TASK: Only lines containing "decisions" belong in the answer, each copied from the entries below.
++++ SUPPLIED RECORDS ++++
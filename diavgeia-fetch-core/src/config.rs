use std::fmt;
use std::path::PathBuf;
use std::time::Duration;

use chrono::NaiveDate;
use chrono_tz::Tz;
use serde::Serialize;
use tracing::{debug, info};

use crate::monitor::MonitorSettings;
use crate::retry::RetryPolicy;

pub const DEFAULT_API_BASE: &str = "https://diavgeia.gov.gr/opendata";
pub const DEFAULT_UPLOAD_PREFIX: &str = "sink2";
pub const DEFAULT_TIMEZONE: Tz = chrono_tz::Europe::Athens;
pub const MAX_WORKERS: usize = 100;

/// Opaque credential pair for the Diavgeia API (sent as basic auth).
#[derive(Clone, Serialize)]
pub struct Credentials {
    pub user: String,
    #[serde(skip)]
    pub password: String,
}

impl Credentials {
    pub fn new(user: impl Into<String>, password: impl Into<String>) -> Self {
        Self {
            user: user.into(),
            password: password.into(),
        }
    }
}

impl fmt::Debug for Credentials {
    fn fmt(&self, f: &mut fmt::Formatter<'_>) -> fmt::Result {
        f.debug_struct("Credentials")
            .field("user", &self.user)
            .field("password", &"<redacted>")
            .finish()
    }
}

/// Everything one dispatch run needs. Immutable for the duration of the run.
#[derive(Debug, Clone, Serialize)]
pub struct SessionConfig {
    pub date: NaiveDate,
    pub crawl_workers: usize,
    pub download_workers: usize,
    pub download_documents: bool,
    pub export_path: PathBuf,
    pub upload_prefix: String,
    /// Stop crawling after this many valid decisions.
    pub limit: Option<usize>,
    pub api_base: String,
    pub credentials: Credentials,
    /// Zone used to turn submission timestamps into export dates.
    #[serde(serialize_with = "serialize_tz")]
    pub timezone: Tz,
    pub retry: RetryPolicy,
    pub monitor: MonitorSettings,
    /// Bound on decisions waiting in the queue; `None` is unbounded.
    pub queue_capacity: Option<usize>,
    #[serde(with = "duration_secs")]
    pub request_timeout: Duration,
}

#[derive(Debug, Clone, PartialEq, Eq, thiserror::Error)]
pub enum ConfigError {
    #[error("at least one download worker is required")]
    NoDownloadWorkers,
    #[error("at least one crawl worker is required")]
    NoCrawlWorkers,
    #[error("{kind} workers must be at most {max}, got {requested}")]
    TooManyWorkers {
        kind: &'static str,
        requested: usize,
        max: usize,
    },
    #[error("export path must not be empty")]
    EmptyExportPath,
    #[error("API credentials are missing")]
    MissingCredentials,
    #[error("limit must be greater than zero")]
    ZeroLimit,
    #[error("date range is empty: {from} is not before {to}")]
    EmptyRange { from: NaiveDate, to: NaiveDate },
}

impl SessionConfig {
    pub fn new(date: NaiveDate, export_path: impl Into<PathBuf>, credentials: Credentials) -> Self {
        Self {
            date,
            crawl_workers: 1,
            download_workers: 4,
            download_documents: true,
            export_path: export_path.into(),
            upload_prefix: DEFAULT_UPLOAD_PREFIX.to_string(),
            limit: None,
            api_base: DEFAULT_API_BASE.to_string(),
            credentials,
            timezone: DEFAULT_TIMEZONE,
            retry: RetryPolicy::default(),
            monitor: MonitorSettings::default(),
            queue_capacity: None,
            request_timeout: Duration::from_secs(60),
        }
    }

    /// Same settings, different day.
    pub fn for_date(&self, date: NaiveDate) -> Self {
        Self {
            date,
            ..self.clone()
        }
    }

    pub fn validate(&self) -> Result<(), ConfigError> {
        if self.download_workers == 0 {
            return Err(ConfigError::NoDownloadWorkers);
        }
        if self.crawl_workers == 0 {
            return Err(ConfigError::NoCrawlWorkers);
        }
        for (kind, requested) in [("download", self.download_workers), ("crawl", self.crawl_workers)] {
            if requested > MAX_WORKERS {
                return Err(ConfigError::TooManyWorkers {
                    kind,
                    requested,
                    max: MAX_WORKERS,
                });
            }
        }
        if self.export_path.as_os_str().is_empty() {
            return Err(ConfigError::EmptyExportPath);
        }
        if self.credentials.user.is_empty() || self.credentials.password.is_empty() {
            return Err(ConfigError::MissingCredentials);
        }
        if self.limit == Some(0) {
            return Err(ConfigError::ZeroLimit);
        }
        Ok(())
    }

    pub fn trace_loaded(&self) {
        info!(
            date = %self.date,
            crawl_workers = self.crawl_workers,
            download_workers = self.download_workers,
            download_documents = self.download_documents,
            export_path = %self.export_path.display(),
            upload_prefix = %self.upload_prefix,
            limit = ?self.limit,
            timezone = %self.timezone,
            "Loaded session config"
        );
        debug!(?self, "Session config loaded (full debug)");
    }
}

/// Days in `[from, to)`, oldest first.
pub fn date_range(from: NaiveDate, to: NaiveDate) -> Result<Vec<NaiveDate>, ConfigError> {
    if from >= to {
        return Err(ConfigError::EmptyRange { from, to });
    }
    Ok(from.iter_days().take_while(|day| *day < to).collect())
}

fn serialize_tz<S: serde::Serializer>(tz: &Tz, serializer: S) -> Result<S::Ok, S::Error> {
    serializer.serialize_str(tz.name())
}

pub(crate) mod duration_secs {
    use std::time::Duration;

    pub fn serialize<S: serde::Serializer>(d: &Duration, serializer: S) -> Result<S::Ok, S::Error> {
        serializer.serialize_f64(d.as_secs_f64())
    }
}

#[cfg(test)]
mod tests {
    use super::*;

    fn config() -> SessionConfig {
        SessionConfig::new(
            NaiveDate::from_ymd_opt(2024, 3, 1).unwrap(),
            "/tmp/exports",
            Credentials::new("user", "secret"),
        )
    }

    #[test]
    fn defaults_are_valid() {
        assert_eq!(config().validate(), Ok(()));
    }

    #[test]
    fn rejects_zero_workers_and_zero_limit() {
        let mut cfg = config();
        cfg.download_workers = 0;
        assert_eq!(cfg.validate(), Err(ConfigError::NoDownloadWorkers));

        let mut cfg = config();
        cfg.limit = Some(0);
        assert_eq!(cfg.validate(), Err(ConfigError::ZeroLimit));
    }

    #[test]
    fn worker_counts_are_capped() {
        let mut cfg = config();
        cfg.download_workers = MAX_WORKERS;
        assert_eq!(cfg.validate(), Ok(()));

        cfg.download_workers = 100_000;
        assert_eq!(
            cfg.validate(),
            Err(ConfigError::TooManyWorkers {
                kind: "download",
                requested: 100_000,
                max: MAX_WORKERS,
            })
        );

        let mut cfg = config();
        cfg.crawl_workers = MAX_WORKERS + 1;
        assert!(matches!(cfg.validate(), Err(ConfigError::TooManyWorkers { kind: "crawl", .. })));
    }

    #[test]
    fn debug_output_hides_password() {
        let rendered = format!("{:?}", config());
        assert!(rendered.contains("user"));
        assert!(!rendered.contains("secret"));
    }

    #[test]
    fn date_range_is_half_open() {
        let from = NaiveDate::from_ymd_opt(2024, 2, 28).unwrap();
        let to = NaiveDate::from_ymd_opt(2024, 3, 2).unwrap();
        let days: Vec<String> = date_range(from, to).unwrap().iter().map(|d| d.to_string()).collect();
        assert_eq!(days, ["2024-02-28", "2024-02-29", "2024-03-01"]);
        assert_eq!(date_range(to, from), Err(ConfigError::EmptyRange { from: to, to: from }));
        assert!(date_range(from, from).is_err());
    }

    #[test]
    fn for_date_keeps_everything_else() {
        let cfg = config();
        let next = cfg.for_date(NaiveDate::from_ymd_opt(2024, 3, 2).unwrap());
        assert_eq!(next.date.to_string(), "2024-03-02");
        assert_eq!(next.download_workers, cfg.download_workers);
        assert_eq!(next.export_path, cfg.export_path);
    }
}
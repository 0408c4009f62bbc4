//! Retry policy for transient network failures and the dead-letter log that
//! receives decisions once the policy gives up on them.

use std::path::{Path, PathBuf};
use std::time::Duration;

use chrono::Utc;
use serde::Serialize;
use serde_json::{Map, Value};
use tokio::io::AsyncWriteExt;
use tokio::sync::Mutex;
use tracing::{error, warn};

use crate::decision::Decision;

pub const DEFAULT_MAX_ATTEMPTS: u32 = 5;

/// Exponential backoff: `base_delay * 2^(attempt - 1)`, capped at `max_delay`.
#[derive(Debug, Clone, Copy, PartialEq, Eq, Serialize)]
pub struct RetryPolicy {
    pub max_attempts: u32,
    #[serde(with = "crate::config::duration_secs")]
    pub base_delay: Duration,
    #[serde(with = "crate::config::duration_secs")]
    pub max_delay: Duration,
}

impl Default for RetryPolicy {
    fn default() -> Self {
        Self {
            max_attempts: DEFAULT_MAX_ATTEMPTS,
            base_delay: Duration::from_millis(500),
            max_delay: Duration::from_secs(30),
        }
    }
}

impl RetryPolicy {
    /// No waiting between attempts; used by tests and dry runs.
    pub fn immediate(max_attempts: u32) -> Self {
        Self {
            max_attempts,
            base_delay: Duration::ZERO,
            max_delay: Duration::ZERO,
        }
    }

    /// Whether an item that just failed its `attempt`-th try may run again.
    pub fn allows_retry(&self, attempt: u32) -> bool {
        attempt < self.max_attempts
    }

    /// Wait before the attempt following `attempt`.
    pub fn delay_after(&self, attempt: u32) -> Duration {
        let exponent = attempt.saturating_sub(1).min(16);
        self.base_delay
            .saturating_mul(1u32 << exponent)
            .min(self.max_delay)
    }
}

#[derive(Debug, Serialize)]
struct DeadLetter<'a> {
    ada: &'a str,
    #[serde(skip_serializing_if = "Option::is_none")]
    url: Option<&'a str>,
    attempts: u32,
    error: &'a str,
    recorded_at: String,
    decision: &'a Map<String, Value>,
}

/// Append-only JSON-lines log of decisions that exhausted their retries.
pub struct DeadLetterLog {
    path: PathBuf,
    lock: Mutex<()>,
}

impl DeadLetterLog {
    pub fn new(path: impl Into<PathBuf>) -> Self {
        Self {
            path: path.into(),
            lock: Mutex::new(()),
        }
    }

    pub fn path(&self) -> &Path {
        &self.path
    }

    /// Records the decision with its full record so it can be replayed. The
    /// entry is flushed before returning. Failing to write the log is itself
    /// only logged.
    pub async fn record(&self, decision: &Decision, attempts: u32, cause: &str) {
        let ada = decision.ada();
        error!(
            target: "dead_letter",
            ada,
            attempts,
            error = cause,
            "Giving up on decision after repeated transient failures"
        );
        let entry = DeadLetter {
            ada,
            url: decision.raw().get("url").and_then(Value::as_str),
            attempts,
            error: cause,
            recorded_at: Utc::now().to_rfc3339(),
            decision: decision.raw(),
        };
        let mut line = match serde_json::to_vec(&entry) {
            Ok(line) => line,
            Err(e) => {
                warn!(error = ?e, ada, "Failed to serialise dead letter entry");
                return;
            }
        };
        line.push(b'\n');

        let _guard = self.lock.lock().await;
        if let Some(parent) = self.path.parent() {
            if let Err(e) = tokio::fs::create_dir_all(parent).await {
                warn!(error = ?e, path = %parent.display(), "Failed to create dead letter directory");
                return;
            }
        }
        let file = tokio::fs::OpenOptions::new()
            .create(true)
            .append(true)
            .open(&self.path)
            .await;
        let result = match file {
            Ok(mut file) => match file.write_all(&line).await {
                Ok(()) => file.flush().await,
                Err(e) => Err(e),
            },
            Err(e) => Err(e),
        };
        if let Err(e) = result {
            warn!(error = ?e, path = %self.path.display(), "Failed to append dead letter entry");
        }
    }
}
++++
PROBLEM SOLUTION:
    /// Stop crawling after this many valid decisions.
    /// Bound on decisions waiting in the queue; `None` is unbounded.
//! receives decisions once the policy gives up on them.
/// Append-only JSON-lines log of decisions that exhausted their retries.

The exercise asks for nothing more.